In the listing below, a line holding "use std::path::Path;" and a line holding "use crate::infra::tokenizer_store::TokenizerStore;" mark the range. Retype both exactly, with all lines between them.

▶ **Data extract**
*** Block opens ***

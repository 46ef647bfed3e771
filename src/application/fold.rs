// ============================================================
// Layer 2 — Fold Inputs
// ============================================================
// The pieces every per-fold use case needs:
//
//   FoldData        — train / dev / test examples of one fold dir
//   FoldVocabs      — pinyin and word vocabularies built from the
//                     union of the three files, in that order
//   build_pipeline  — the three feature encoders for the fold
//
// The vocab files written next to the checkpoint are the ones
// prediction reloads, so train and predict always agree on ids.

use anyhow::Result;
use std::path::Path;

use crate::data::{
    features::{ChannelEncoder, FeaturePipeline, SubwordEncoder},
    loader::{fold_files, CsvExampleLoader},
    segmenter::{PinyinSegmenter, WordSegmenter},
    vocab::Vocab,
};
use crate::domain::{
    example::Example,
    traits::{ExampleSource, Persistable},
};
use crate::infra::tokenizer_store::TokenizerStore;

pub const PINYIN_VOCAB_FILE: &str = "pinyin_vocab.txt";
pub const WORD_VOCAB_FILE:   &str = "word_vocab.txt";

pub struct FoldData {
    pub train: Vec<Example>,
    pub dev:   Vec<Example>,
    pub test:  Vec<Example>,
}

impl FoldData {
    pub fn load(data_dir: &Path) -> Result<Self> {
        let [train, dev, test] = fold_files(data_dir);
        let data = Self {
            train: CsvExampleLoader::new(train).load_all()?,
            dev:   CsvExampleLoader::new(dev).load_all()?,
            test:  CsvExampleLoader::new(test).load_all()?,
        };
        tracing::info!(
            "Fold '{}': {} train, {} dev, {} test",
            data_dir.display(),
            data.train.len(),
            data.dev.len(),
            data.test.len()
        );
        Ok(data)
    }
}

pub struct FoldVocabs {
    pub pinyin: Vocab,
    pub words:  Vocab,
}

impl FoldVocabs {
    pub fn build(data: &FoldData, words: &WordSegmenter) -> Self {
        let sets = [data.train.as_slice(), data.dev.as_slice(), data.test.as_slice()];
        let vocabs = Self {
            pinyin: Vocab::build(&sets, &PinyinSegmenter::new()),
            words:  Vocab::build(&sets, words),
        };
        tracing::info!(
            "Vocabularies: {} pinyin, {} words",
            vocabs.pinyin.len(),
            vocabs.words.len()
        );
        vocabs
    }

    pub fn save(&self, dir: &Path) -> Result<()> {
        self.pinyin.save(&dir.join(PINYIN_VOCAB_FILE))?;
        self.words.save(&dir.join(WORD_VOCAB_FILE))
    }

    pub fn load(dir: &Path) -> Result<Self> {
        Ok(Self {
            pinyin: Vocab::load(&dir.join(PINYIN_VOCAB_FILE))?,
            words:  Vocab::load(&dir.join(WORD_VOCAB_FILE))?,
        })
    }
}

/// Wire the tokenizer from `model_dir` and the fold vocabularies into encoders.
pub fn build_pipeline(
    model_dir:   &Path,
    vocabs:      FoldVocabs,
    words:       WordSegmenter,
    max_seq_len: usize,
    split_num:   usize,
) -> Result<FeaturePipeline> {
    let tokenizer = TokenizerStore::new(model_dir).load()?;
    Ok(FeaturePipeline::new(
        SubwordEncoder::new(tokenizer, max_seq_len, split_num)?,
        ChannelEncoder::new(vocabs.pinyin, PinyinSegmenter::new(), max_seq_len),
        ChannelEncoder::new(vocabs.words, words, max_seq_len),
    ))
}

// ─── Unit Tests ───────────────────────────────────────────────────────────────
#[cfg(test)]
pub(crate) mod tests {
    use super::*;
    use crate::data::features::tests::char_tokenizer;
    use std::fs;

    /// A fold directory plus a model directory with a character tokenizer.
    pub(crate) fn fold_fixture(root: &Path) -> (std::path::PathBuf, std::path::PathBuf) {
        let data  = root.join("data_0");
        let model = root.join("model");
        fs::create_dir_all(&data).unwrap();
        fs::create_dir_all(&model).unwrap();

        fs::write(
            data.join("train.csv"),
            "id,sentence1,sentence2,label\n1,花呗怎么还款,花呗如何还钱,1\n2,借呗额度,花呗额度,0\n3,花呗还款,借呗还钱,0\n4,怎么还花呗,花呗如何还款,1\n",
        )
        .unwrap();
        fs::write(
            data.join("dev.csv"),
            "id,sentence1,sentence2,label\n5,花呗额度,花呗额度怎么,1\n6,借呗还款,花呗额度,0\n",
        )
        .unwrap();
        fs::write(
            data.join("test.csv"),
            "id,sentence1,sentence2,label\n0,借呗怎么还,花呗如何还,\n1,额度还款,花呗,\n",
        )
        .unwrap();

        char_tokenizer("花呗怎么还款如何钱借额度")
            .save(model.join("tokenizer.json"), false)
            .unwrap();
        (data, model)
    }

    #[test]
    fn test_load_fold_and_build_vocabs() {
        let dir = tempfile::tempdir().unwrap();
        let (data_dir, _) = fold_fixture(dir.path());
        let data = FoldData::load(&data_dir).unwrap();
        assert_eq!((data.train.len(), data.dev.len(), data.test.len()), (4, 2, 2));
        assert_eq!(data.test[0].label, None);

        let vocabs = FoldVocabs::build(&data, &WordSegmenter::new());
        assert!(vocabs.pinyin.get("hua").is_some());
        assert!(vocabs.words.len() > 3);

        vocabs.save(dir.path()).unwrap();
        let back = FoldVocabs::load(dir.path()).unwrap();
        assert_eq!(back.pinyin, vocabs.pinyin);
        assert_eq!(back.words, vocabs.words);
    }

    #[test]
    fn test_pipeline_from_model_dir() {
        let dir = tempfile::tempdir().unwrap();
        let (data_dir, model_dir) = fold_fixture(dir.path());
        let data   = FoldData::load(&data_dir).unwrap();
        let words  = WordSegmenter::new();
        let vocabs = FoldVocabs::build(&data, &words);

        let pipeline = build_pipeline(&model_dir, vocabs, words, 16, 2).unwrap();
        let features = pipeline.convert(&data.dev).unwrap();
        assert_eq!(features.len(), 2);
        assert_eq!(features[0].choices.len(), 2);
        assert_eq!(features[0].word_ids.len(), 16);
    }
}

*** Block closes ***

▶ **Task result**
use std::path::Path;

use crate::data::{
    features::{ChannelEncoder, FeaturePipeline, SubwordEncoder},
    loader::{fold_files, CsvExampleLoader},
    segmenter::{PinyinSegmenter, WordSegmenter},
    vocab::Vocab,
};
use crate::domain::{
    example::Example,
    traits::{ExampleSource, Persistable},
};
use crate::infra::tokenizer_store::TokenizerStore;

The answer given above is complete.